To address current research gaps and technical bottlenecks, and to advance WWHSs from experimental validation to commercial deployment, future studies should focus on the following directions:

(1) In-depth investigation of structural integration and hydrodynamic coupling mechanisms. Develop refined models of the coupled response between wind turbines and WECs, particularly considering multi-field interactions of wind, waves, and currents on floating platforms. Conduct full-scale or large-system evaluations under realistic sea conditions to capture load spectra, structural responses, and fatigue damage, thereby reducing discrepancies between numerical simulations and practical engineering. These studies will provide reliable foundations for subsequent design methods and standard frameworks.

(2) Collaborative optimization design for multi-energy coupled systems. Future research should establish multi-objective optimization frameworks that account for both wind and wave energy characteristics, encompassing key factors such as foundation type, WEC configuration, layout, and scale parameters. For monopile, jacket, semi-submersible, and Spar foundations, optimal coupling strategies with point absorbers, OWCs, and overtopping devices should be explored to achieve system-level coordination between energy capture, structural loading, and cost.

(3) Deep integration of intelligent control and digital twin technologies. Intelligent control strategies should be incorporated into PTO systems and platform motion management to achieve efficient real-time adaptation to changing sea states. System-level digital twins enabling virtual-to-physical mapping can support structural health monitoring, fault diagnosis, lifespan prediction, and O&M optimization, representing a critical pathway for improving long-term reliability and economic performance of hybrid systems.

(4) Lifecycle cost modeling and reliability-based design frameworks. Develop LCOE analysis frameworks tailored to WWHSs to quantify cost-saving potential through structural sharing, foundation reuse, and coordinated operation. Strengthen reliability assessments under long-term environmental effects, including corrosion, extreme sea states, and biofouling, and promote maintainable and modular design strategies. Multi-scenario demonstration projects under nearshore fixed and deep-water floating conditions are recommended to validate the feasibility of full-process technologies and commercial models.

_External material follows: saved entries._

//! CLI argument parsing for searchsync.
//!
//! CLI flags override every other configuration source.

use std::path::PathBuf;

use clap::{Parser, Subcommand};

/// searchsync
///
/// Keeps search indexes in sync with a record store. Dry-run commands read
/// records from a JSON fixture and index into an in-memory backend.
#[derive(Parser, Debug)]
#[command(name = "searchsync")]
#[command(author, version, about, long_about = None)]
pub struct Cli {
    /// Path to config file (overrides default ~/.config/searchsync/config.toml)
    #[arg(short, long, global = true)]
    pub config: Option<String>,

    /// Set log level (trace, debug, info, warn, error)
    #[arg(short, long, global = true)]
    pub log_level: Option<String>,

    /// Index definitions file (overrides `indexes_file`)
    #[arg(short, long, global = true)]
    pub indexes: Option<String>,

    /// JSON fixture with the data model and records
    #[arg(short, long, global = true)]
    pub data: Option<PathBuf>,

    #[command(subcommand)]
    pub command: Commands,
}

#[derive(Subcommand, Debug)]
pub enum Commands {
    /// Validate settings, index definitions and field names
    CheckConfig,

    /// List indexes and the classes they include
    Indexes {
        /// Show the indexes a class routes to, including inherited ones
        #[arg(long)]
        class: Option<String>,
    },

    /// Print the backend schema of every index as JSON
    Schema,

    /// Reindex the fixture into an in-memory backend
    Reindex {
        /// Override the batch size
        #[arg(short, long)]
        batch_size: Option<usize>,

        /// Environment prefix for index names
        #[arg(long)]
        variant: Option<String>,

        /// Print the indexed documents as JSON
        #[arg(long)]
        dump: bool,
    },

    /// Reindex the fixture, then clear one index batch by batch
    Clear {
        /// Index to clear
        index: String,

        /// Override the batch size
        #[arg(short, long)]
        batch_size: Option<usize>,

        /// Attempt budget (default: batches needed plus one)
        #[arg(long)]
        max_attempts: Option<usize>,
    },
}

(5) Integration of ecological friendliness with engineering design. Investigate the interaction mechanisms between WWHSs and the marine ecosystem to establish cross-scale assessment methods balancing energy development and ecological protection. Optimizing device morphology, foundation structures, and array layouts can reduce disturbances to marine habitats, hydrodynamic conditions, and sediment processes, promoting coexistence of engineering systems and ecological integrity.

Overall, breakthroughs in these directions will lay the foundation for large-scale deployment and commercialization of WWHSs, advancing marine renewable energy toward an efficient, safe, economical, and environmentally sustainable utilization stage.